SA sugarcane growers are again calling for the health promotion levy to be scrapped, this time pointing out that the Treasury missed a deadline to supply them with information on whether the tax is helping to reduce obesity.

The health promotion levy, or sugar tax, was proposed in 2016 by Wits academics who suggested that paying an added 20% of the price of a sugar-sweetened beverage would help reduce obesity.

The levy was introduced in 2018 and averages about 10% of the price of a sugary drink.

It has led to beverage producers reformulating fizzy drinks to include lower sugar levels or more sweeteners.

In December, SA Canegrowers, which represents the farmers, sent in a Promotion of Access to Information Act application to the Treasury asking it to provide all information and data relied on when introducing the levy in 2018 as well as subsequent decisions to increase it.

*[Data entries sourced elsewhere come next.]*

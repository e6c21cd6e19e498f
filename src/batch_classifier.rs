//! Batch Classification Module
//!
//! Buffers sampled frames into fixed-size batches, normalizes each frame to
//! the classifier's expected input, and invokes the classifier once per
//! batch. Batching is the one performance-relevant choice in the pipeline:
//! a single forward pass over 32 frames amortizes the model-invocation
//! overhead that would otherwise dominate.

use anyhow::{anyhow, Result};
use image::imageops::{self, FilterType};
use log::debug;

use crate::aggregator::DetectionAggregator;
use crate::classifier::{Classifier, Prediction};
use crate::frame_sampler::Frame;

/// A sampled frame already resized to the classifier's input dimensions.
/// The full-resolution image is dropped as soon as the frame is buffered.
struct PendingFrame {
    index: u64,
    timestamp_secs: f64,
    pixels: Vec<u8>,
}

/// Groups sampled frames and runs them through the classifier.
///
/// Each batch's results are index-aligned with its inputs; a frame whose top
/// class clears the confidence threshold and is marked inappropriate by the
/// label predicate becomes a detection, every other frame records `None`.
pub struct BatchClassifier<'a> {
    classifier: &'a dyn Classifier,
    is_inappropriate: &'a dyn Fn(&str) -> bool,
    batch_size: usize,
    confidence_threshold: f32,
    pending: Vec<PendingFrame>,
}

impl<'a> BatchClassifier<'a> {
    pub fn new(
        classifier: &'a dyn Classifier,
        is_inappropriate: &'a dyn Fn(&str) -> bool,
        batch_size: usize,
        confidence_threshold: f32,
    ) -> Self {
        let batch_size = batch_size.max(1);
        Self {
            classifier,
            is_inappropriate,
            batch_size,
            confidence_threshold,
            pending: Vec::with_capacity(batch_size),
        }
    }

    /// Buffers one sampled frame, flushing a full batch through the
    /// classifier when the buffer reaches capacity.
    pub fn push(&mut self, frame: Frame, sink: &mut DetectionAggregator) -> Result<()> {
        let edge = self.classifier.input_size();
        let resized = imageops::resize(&frame.image, edge, edge, FilterType::Triangle);
        self.pending.push(PendingFrame {
            index: frame.index,
            timestamp_secs: frame.timestamp_secs,
            pixels: resized.into_raw(),
        });
        if self.pending.len() >= self.batch_size {
            self.flush(sink)?;
        }
        Ok(())
    }

    /// Classifies the trailing partial batch, if any. Must be called once
    /// after the sampling stream is exhausted.
    pub fn finish(mut self, sink: &mut DetectionAggregator) -> Result<()> {
        self.flush(sink)
    }

    fn flush(&mut self, sink: &mut DetectionAggregator) -> Result<()> {
        if self.pending.is_empty() {
            return Ok(());
        }

        // Move the pixel buffers out rather than copying a full batch per
        // invocation; only the index/timestamp pairs are kept for zipping.
        let mut positions = Vec::with_capacity(self.pending.len());
        let mut batch = Vec::with_capacity(self.pending.len());
        for frame in self.pending.drain(..) {
            positions.push((frame.index, frame.timestamp_secs));
            batch.push(frame.pixels);
        }

        let predictions = self.classifier.classify(&batch)?;
        if predictions.len() != positions.len() {
            return Err(anyhow!(
                "Classifier returned {} results for a batch of {}",
                predictions.len(),
                positions.len()
            ));
        }
        debug!("Classified batch of {} frames", positions.len());

        for ((index, timestamp_secs), prediction) in positions.into_iter().zip(predictions) {
            let detection = self.accept(prediction);
            sink.record(index, timestamp_secs, detection);
        }
        Ok(())
    }

    /// Threshold and label gate for one frame's top prediction.
    fn accept(&self, prediction: Prediction) -> Option<Prediction> {
        if prediction.confidence > self.confidence_threshold
            && (self.is_inappropriate)(&prediction.label)
        {
            Some(prediction)
        } else {
            None
        }
    }
}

The Treasury had 30 days to respond to the request or explain why it needed an additional 30 days. Other than an acknowledgement of the request, the canegrowers say they have not heard back from the Treasury.

The Treasury was not immediately available for comment.

The farmers want to know if there is data showing that obesity in SA has decreased as a result of the tax.

They argue that while sugar consumption may have gone down, no data has been provided by the government to show that obesity levels have fallen in tandem.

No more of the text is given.